La temporada navideña implica un aumento notorio en la generación de residuos, estimado en torno al 30 % más respecto a otros momentos del año. Tradicionalmente, en enero se descartan árboles y adornos de temporada, una costumbre que contribuye de manera significativa a la acumulación de desechos. Se trata de la “cara B” de la magia de diciembre, en enero los contenedores se llenan de plantas y decoración que ya ocupa demasiado espacio.
Frente a esta realidad, la propuesta de conservar las plantas navideñas después de las fiestas cobra relevancia, no solo por su atractivo ornamental, sino también porque representan una opción de bajo impacto ambiental, capaz de embellecer jardines y espacios exteriores durante los doce meses.
El fundador de GardeningExpress, Chris Bonnett, subraya que no resulta necesario desechar estas especies al retirar las decoraciones festivas. Sugiere ubicarlas en el jardín, donde pueden prosperar a largo plazo y, paralelamente, desempeñar funciones ecológicas importantes como el soporte a la fauna local y la provisión de verdor en las estaciones más frías.
La selección de las plantas es fundamental para poder tener más vida útil, entre las mejores destacan cinco especies por su resistencia, adaptabilidad y valor ornamental durante y después de las fiestas. Cada una brinda ventajas particulares tanto para la estética del jardín como para el equilibrio ecológico.
Las cinco plantas navideñas que duran todo el año
La primera opción de la lista es el acebo, esta planta constituye uno de los emblemas clásicos de la decoración festiva y mantiene su atractivo durante los meses posteriores. Sus bayas rojas resultan una fuente de alimento esencial para la fauna silvestre, y sus arbustos compactos y densos funcionan como refugio y lugar de anidación para aves y pequeños mamíferos. El eléboro es otra opción, florece durante el invierno y produce flores blancas y suaves capaces de proveer néctar a los primeros polinizadores en busca de sustento al final del invierno.
Entre los grandes favoritos está el abeto, además de su mítica función en Navidad, permite tener una vida mucho más larga. Su follaje sirve de refugio mientras que las semillas alimentan una variedad de aves y pequeños animales. Resultan idóneos como árboles navideños de exterior y su porte permite decorar sus ramas de acuerdo a la época del año, extendiendo su función más allá de las celebraciones.
Por último tenemos el ciclamen y el romero, perfectos para completar a las grandes piezas del jardín. El ciclamen destaca entre las plantas de maceta de temporada por su colorido y por la posibilidad de reactivar su floración en los inviernos sucesivos. El romero, en cambio, sobresale por su tolerancia al frío y su versatilidad. Puede cultivarse en el jardín todo el año y su uso no se limita a la cocina.

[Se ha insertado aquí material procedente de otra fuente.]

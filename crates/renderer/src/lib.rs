//! Render core for Pentamark, a procedural five-triangle logo viewer.
//!
//! The module glues the preview window, the `wgpu` pipeline, and the
//! embedded WGSL shader pair together. The overall flow is:
//!
//! ```text
//!   CLI (pentamark)
//!          │ RendererConfig
//!          ▼
//!   Renderer::run ──▶ WindowState ──▶ winit event loop ──▶ render()
//!          ▲                                      │
//!          │                                      └─▶ time uniform ─▶ GPU
//! ```
//!
//! `GpuState` owns all GPU resources (surface, device, pipeline, the
//! 4-byte time uniform), while `Renderer` is the thin entry point that
//! opens the window and pumps frames. The artwork itself lives in
//! [`logo`] as plain data plus a CPU mirror of the fragment math; the
//! fragment shader is assembled from the same table at startup.

mod gpu;
pub mod logo;
mod runtime;
mod shader;
mod types;
mod window;

use anyhow::Result;

pub use runtime::{
    time_source_for_policy, BoxedTimeSource, FixedTimeSource, FrameScheduler, RenderPolicy,
    SystemTimeSource, TimeSample, TimeSource,
};
pub use types::RendererConfig;

/// High-level entry point that owns the chosen configuration.
///
/// The heavy lifting lives inside the window/GPU modules; `Renderer`
/// simply forwards the request to the event loop.
pub struct Renderer {
    config: RendererConfig,
}

impl Renderer {
    /// Builds a renderer for the supplied configuration.
    pub fn new(config: RendererConfig) -> Self {
        Self { config }
    }

    /// Opens the viewer window and runs until it is closed.
    ///
    /// Returns an error when initialisation fails, most notably when no
    /// GPU adapter is available; there is no software fallback.
    pub fn run(&mut self) -> Result<()> {
        window::run(&self.config)
    }
}
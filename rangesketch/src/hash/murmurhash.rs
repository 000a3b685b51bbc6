// Licensed to the Apache Software Foundation (ASF) under one
// or more contributor license agreements.  See the NOTICE file
// distributed with this work for additional information
// regarding copyright ownership.  The ASF licenses this file
// to you under the Apache License, Version 2.0 (the
// "License"); you may not use this file except in compliance
// with the License.  You may obtain a copy of the License at
//
//   http://www.apache.org/licenses/LICENSE-2.0
//
// Unless required by applicable law or agreed to in writing,
// software distributed under the License is distributed on an
// "AS IS" BASIS, WITHOUT WARRANTIES OR CONDITIONS OF ANY
// KIND, either express or implied.  See the License for the
// specific language governing permissions and limitations
// under the License.

use std::fmt::Display;

/// Hashes raw bytes with 32-bit MurmurHash3 (x86 variant).
pub fn hash_bytes(bytes: &[u8], seed: u32) -> u32 {
    mur3::murmurhash3_x86_32(bytes, seed)
}

/// Hashes the string form of `item` with the given seed.
///
/// # Examples
///
/// ```
/// use rangesketch::hash::hash;
///
/// assert_eq!(hash(&42, 7), hash("42", 7));
/// assert_ne!(hash("42", 7), hash("42", 8));
/// ```
pub fn hash<T: Display + ?Sized>(item: &T, seed: u32) -> u32 {
    hash_bytes(item.to_string().as_bytes(), seed)
}
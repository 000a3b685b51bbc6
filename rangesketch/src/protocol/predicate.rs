// Licensed to the Apache Software Foundation (ASF) under one
// or more contributor license agreements.  See the NOTICE file
// distributed with this work for additional information
// regarding copyright ownership.  The ASF licenses this file
// to you under the Apache License, Version 2.0 (the
// "License"); you may not use this file except in compliance
// with the License.  You may obtain a copy of the License at
//
//   http://www.apache.org/licenses/LICENSE-2.0
//
// Unless required by applicable law or agreed to in writing,
// software distributed under the License is distributed on an
// "AS IS" BASIS, WITHOUT WARRANTIES OR CONDITIONS OF ANY
// KIND, either express or implied.  See the License for the
// specific language governing permissions and limitations
// under the License.

use crate::error::Error;

/// An axis-aligned 2D box described by one ordered list of values per dimension.
///
/// Every listed value of a dimension is inserted into that dimension's membership sketch. The
/// first and last values of each list are the inclusive bounds of the box.
#[derive(Debug, Clone, PartialEq)]
pub struct RangePredicate<C> {
    x_values: Vec<C>,
    y_values: Vec<C>,
}

impl<C> RangePredicate<C> {
    /// Values of the x dimension.
    pub fn x_values(&self) -> &[C] {
        &self.x_values
    }

    /// Values of the y dimension.
    pub fn y_values(&self) -> &[C] {
        &self.y_values
    }
}

impl<C: PartialOrd> RangePredicate<C> {
    /// Creates a predicate from the values of each dimension.
    ///
    /// # Errors
    ///
    /// Returns `InvalidParameter` if a dimension is empty or its values are not in
    /// non-decreasing order.
    pub fn new(x_values: Vec<C>, y_values: Vec<C>) -> Result<Self, Error> {
        check_dimension("x", &x_values)?;
        check_dimension("y", &y_values)?;
        Ok(RangePredicate { x_values, y_values })
    }

    /// Returns whether `(x, y)` lies inside the box, bounds included.
    pub fn contains(&self, x: &C, y: &C) -> bool {
        within(&self.x_values, x) && within(&self.y_values, y)
    }
}

impl RangePredicate<i64> {
    /// Builds the square `[start_x, start_x + length) x [start_y, start_y + length)` on the
    /// integer grid.
    ///
    /// # Errors
    ///
    /// Returns `InvalidParameter` if `length` is 0 or the square leaves the `i64` range.
    ///
    /// # Examples
    ///
    /// ```
    /// # use rangesketch::protocol::RangePredicate;
    /// let predicate = RangePredicate::square(10, 20, 5).unwrap();
    /// assert_eq!(predicate.x_values(), &[10, 11, 12, 13, 14]);
    /// assert!(predicate.contains(&14, &24));
    /// assert!(!predicate.contains(&15, &24));
    /// ```
    pub fn square(start_x: i64, start_y: i64, length: u64) -> Result<Self, Error> {
        if length == 0 {
            return Err(Error::invalid_parameter("length must be greater than 0"));
        }
        let x_values = grid_range(start_x, length)?;
        let y_values = grid_range(start_y, length)?;
        Ok(RangePredicate { x_values, y_values })
    }
}

fn grid_range(start: i64, length: u64) -> Result<Vec<i64>, Error> {
    let end = i64::try_from(length)
        .ok()
        .and_then(|length| start.checked_add(length))
        .ok_or_else(|| {
            Error::invalid_parameter("range exceeds the i64 coordinate space")
                .with_context("start", start)
                .with_context("length", length)
        })?;
    Ok((start..end).collect())
}

fn check_dimension<C: PartialOrd>(name: &'static str, values: &[C]) -> Result<(), Error> {
    if values.is_empty() {
        return Err(
            Error::invalid_parameter("predicate dimension has no values")
                .with_context("dimension", name),
        );
    }
    if !values.windows(2).all(|pair| pair[0] <= pair[1]) {
        return Err(
            Error::invalid_parameter("predicate values must be in non-decreasing order")
                .with_context("dimension", name),
        );
    }
    Ok(())
}

fn within<C: PartialOrd>(values: &[C], value: &C) -> bool {
    match (values.first(), values.last()) {
        (Some(low), Some(high)) => low <= value && value <= high,
        _ => false,
    }
}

Recomendaciones para cuidar el jardín
Todas estas plantas míticas de Navidad tienen que seguir una serie de pasos para asegurar su supervivencia. Es recomendable elegir ubicaciones protegidas del exceso de frío o viento. Las plantas resistentes, como las sugeridas, requieren riegos moderados durante el invierno y ciertos recortes periódicos para estimular su crecimiento y mantener un aspecto atractivo. Particularmente el romero, resulta ideal para modelar y ubicar junto a la entrada, ya que su aroma perfuma el ambiente y da la bienvenida a los visitantes.
Las flores de invierno, como los ciclámenes y los eléboros, pueden llevarse temporalmente al interior en macetas pequeñas para decorar mesas o ventanas y, posteriormente, reintegrarse al exterior. Esto permite una doble función: adornan los espacios internos en la época de mayor uso y continúan su ciclo vital en el jardín una vez termina la temporada.